Where the project's controls and resources are concerned the 'User Level' property is used for defining which User Password Level is necessary for executing the command list associated to that control. For further information please refer to the 'User Levels' property of the component or resource of interest:
Object "User Level" property (paragraph: "Access Levels Properties common to Drawings and Controls")
Menu "User Level" property (paragraph: "Item Menu General Properties")
Shortcut "User Level" property (paragraph: "Shortcut Command General Properties")
When log on has been executed correctly by verifying the Users authentication it is possible to set a limit to User intervention on various project controls or components by using the 'Access Levels'.
There are 16 distinct levels, from 'Access Level 1' to 'Access Level 16'. In this case each Access Level, which can be activated by using a Check-Box, is independent of the others.
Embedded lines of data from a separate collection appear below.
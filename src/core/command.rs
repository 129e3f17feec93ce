//! Command construction helpers.

use bytes::Bytes;

/// A command ready to be handed to the transport.
///
/// Commands are built with the builder pattern; the first argument is the
/// command name.
///
/// # Example
///
/// ```
/// use slotwise::Cmd;
///
/// let cmd = Cmd::new("SET").arg("key").arg("value");
/// assert_eq!(cmd.name(), "SET");
/// ```
#[derive(Debug, Clone, PartialEq, Eq)]
pub struct Cmd {
    args: Vec<Bytes>,
}

impl Cmd {
    /// Creates a new command with the given name.
    #[inline]
    pub fn new(name: impl Into<Bytes>) -> Self {
        Self {
            args: vec![name.into()],
        }
    }

    /// Appends an argument to the command.
    #[inline]
    pub fn arg<T: Into<Bytes>>(mut self, arg: T) -> Self {
        self.args.push(arg.into());
        self
    }

    /// The command name, uppercased.
    pub fn name(&self) -> String {
        String::from_utf8_lossy(&self.args[0]).to_ascii_uppercase()
    }

    /// All arguments including the command name.
    #[inline]
    pub fn args(&self) -> &[Bytes] {
        &self.args
    }

    /// The keys this command touches.
    ///
    /// Key positions follow the conventional layout of the command family:
    /// administrative and connection commands touch no keys, variadic
    /// commands treat every argument as a key, MSET-style commands every
    /// other one, and anything else is assumed to be key-first. Empty is a
    /// valid answer; such commands are node-agnostic in cluster mode.
    pub fn keys(&self) -> Vec<Bytes> {
        match self.name().as_str() {
            "PING" | "ECHO" | "AUTH" | "SELECT" | "HELLO" | "RESET" | "INFO" | "CLUSTER"
            | "CLIENT" | "CONFIG" | "COMMAND" | "DBSIZE" | "FLUSHALL" | "FLUSHDB" | "SCRIPT"
            | "MULTI" | "EXEC" | "DISCARD" | "UNWATCH" | "WAIT" | "TIME" => Vec::new(),
            "MGET" | "DEL" | "EXISTS" | "UNLINK" | "TOUCH" | "WATCH" | "PFCOUNT" => {
                self.args[1..].to_vec()
            }
            "MSET" | "MSETNX" => self.args[1..].iter().step_by(2).cloned().collect(),
            _ => self.args.get(1).cloned().into_iter().collect(),
        }
    }
}

/// Creates a PING command.
#[inline]
pub fn ping() -> Cmd {
    Cmd::new("PING")
}

/// Creates an ECHO command.
#[inline]
pub fn echo(msg: impl Into<Bytes>) -> Cmd {
    Cmd::new("ECHO").arg(msg)
}

/// Creates a GET command.
#[inline]
pub fn get(key: impl Into<Bytes>) -> Cmd {
    Cmd::new("GET").arg(key)
}

/// Creates a SET command.
#[inline]
pub fn set(key: impl Into<Bytes>, value: impl Into<Bytes>) -> Cmd {
    Cmd::new("SET").arg(key).arg(value)
}

/// Creates a DEL command for one or more keys.
#[inline]
pub fn del<I, K>(keys: I) -> Cmd
where
    I: IntoIterator<Item = K>,
    K: Into<Bytes>,
{
    keys.into_iter().fold(Cmd::new("DEL"), Cmd::arg)
}

/// Creates an EXISTS command.
#[inline]
pub fn exists(key: impl Into<Bytes>) -> Cmd {
    Cmd::new("EXISTS").arg(key)
}

/// Creates an INCR command.
#[inline]
pub fn incr(key: impl Into<Bytes>) -> Cmd {
    Cmd::new("INCR").arg(key)
}

/// Creates an MGET command.
#[inline]
pub fn mget<I, K>(keys: I) -> Cmd
where
    I: IntoIterator<Item = K>,
    K: Into<Bytes>,
{
    keys.into_iter().fold(Cmd::new("MGET"), Cmd::arg)
}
For example, by enabling 'Access Level 5' on a Button control means that only the Users that have 'Access Level 5' checked on their 'Access Level' Masks can access this Button. The Access Mask setup for various Users must therefore have a correspondence with the Access Mask setup for the project's controls or components to be able to grant access, in read/write, to them.
|
The Access Levels are not managed hierarchically, therefore the high levels (i.e. Level 16) do not acquire the access rights of lower Levels (i.e. Level 1). |
You must keep in mind that the User Password Levels have priority over the 'Access Levels', which means that the users must first logon and have their Password Level verified for authentication before the Access Levels assigned to the user are verified.
The figure illustrates an example of user access control at Log On.
Based on the access level and area required to execute the command, the users 1 & 2 are permitted or denied not access based on their privileges.
This property, which is found in various controls and components of Movicon projects, defines which is the control's Write Access Level. If the User has been authenticated but their Access Level does not correspond with the control's, the user will not be able to write in that control.
You must also consider that a project's control's or component's write access assumes different meanings according to the object itself. For further information please refer to the 'Write Access Level' property of the component of interest:
Variable "Write Access Level" property (paragraph: "Variable Access Level Properties")
Alarm Threshold "Write Access Level" property (paragraph: "Alarm Threshold General Properties")
Scheduler "Write Access Level" property (paragraph: "Scheduler Access Level Properties")
This property, found in various Movicon project controls and components, defines which is the control's Read Access Level. If the User has been authenticated but their Access Level does not correspond with the control's, the user will not be able to read that control.
You must also consider that a project's control's or component's write access assumes different meanings according to the object itself. For further information please refer to the 'Read Access Level' property of the component of interest:
Variable "Read Access Level" property (paragraph: "Variable Access Level Properties")
Alarm Threshold "Read Access Level" property (paragraph: "Alarm Threshold General Properties")
Scheduler "Read Access Level" property (paragraph: "Scheduler Access Level Properties")
This property is only available for the "Scheduler" object and Real Time DB variable resources. This property allows you to keep these resources always available in the project's "Scheduler Window" selection list. By enabling this property the scheduler or variable can be made available and selected in the "Scheduler Window" independently from the Access Level of the user logged in. For further information please refer to the desired component's "Read Access Level" property:
Variable "Always Visible" property (paragraph: "Variable Access Level Properties")
Scheduler "Always Visible" property (paragraph: "Scheduler Access Level Properties")
Invalid Login
Movicon has a mechanism to discourage multiple failed login attempts. In fact, after a number of failed Login attempts that can be configured by means of using "MaxLoginFailed" (default 3) registry key, the Login window will always take longer to reappear in order to deter malicious users from make further attemps to login, and a "Maximum limit of attempts has been reached" message will appear in the System Log causing a further delay for subsequent login attempts.
In addition, the key also has effect on failed logins for 'Single/Double Ei. Sign. for Commands' types.